Year after year of lessons on the Romantics, in particular those of the first generation, a question has gradually taken shape in my mind : “but were these Coleridge and Wordsworth a kind of Buddhists?” I know, it’s hazardous and I have to confess that my knowledge of Buddhism is actually basic: I’ve read Thomas Mann’s Siddhartha and the Autobiography of a Yogi about the Yogi Paramahansa Yogananda, that is all. But I want to try to outline an analysis anyhow. Well, Buddhism is a religion /philosophy based on the teachings attributed to Siddhartha Gautama, who is commonly known as the Buddha (the awakened). For the Buddhists he is the enlightened teacher who shared his insights to help men end sufferings through the elimination of ignorance by way of understanding and the elimination of craving, thus attaining the highest happiness: Nirvana. Wow, but this the Indian version of the Preface to the Lyrical Ballads!!!

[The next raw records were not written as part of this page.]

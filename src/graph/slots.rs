use std::collections::{BTreeSet, HashMap};
use std::hash::Hash;

use super::types::Slot;
use crate::error::SlotError;

#[derive(Debug)]
struct LiveWire {
    slot: Slot,
    remaining: usize,
}

/// Assigns variable slots to wires during a single compilation pass.
///
/// A wire holds its slot from the moment its producer registers it until its last
/// consumer has bound it; after that the index is handed out again, lowest first.
/// Parameter slots are never released.
#[derive(Debug)]
pub struct SlotAllocator<K> {
    wires: HashMap<K, LiveWire>,
    free: BTreeSet<u32>,
    next: u32,
    live: usize,
    peak_live: usize,
}

impl<K> Default for SlotAllocator<K> {
    fn default() -> Self {
        Self {
            wires: HashMap::new(),
            free: BTreeSet::new(),
            next: 0,
            live: 0,
            peak_live: 0,
        }
    }
}

impl<K: Hash + Eq> SlotAllocator<K> {
    pub fn new() -> Self {
        Self::default()
    }

    /// Registers the output wire `wire` read by `consumers` inputs.
    ///
    /// Returns the wire's slot, or `None` when nothing reads it.
    pub fn register_output(&mut self, wire: K, consumers: usize) -> Option<Slot> {
        if let Some(live) = self.wires.get(&wire) {
            return Some(live.slot);
        }
        if consumers == 0 {
            return None;
        }

        let slot = self.take_lowest();
        self.wires.insert(
            wire,
            LiveWire {
                slot,
                remaining: consumers,
            },
        );
        Some(slot)
    }

    /// Reserves a slot for the lifetime of the compiled graph.
    pub fn register_parameter_slot(&mut self) -> Slot {
        self.take_lowest()
    }

    /// Binds one consumer of `wire`. The last consumer releases the slot.
    pub fn use_input(&mut self, wire: &K) -> Result<Slot, SlotError> {
        let live = self
            .wires
            .get_mut(wire)
            .ok_or(SlotError::UnregisteredWire)?;
        let slot = live.slot;

        live.remaining = live.remaining.saturating_sub(1);
        if live.remaining == 0 {
            self.wires.remove(wire);
            self.release(slot);
        }

        Ok(slot)
    }

    pub fn is_registered(&self, wire: &K) -> bool {
        self.wires.contains_key(wire)
    }

    /// `1 +` the highest slot ever issued.
    pub fn slot_count(&self) -> usize {
        self.next as usize
    }

    /// Slots currently held by parameters and partially consumed wires.
    pub fn live_slots(&self) -> usize {
        self.live
    }

    pub fn peak_live_slots(&self) -> usize {
        self.peak_live
    }

    fn take_lowest(&mut self) -> Slot {
        let index = match self.free.pop_first() {
            Some(index) => index,
            None => {
                let index = self.next;
                self.next += 1;
                index
            }
        };

        self.live += 1;
        self.peak_live = self.peak_live.max(self.live);
        Slot::new(index)
    }

    fn release(&mut self, slot: Slot) {
        self.free.insert(slot.index() as u32);
        self.live -= 1;
    }
}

Rewind: the Romantic poet as the Buddha is the enlightened man with that superior sensibility/imagination who teaches men how to feel and keep memory of their emotions,  in order to better bear the inevitable sufferings of life, thus reaching happiness. He is a poet and poetry is his weapon. Coleridge,in particular, had understood that the burden of our ” wants” can’t help us understand the true nature of happiness and confounds us. Siddhartha seemed to have whatever life had to offer: he was young, handsome, rich and, naturally, admired and envied at the same time. Hpwever, that wasn’t enough for him. He wanted more. So, he got rid of that burden of things to be free to choose his way, exactly as St Francis of Assisi did.

The ticking that marks the rhythm of our actions, prevents us from fully enjoying that dreamed happiness too. We are so used to stuffing our days with as many actions as possible that we have no time to pause to think about what we are actually doing. “Stop the ticking!” said Captain Hook, but how? We are not characters of a fairy tale. How is it possible to reach our Nirvana, if this is the frantic pattern of our modern age?

In the eighteenth century Romantic artists had already understood  that man somehow would have undergone a great psychological change due to the impulse of the industrial revolution. Macaulay had said that the social-scientifical growth of England was equivalent to what men had done in three hundred or maybe three thousand years. Clock time had replaced seasonal time and from that moment on we have kept moving faster and faster.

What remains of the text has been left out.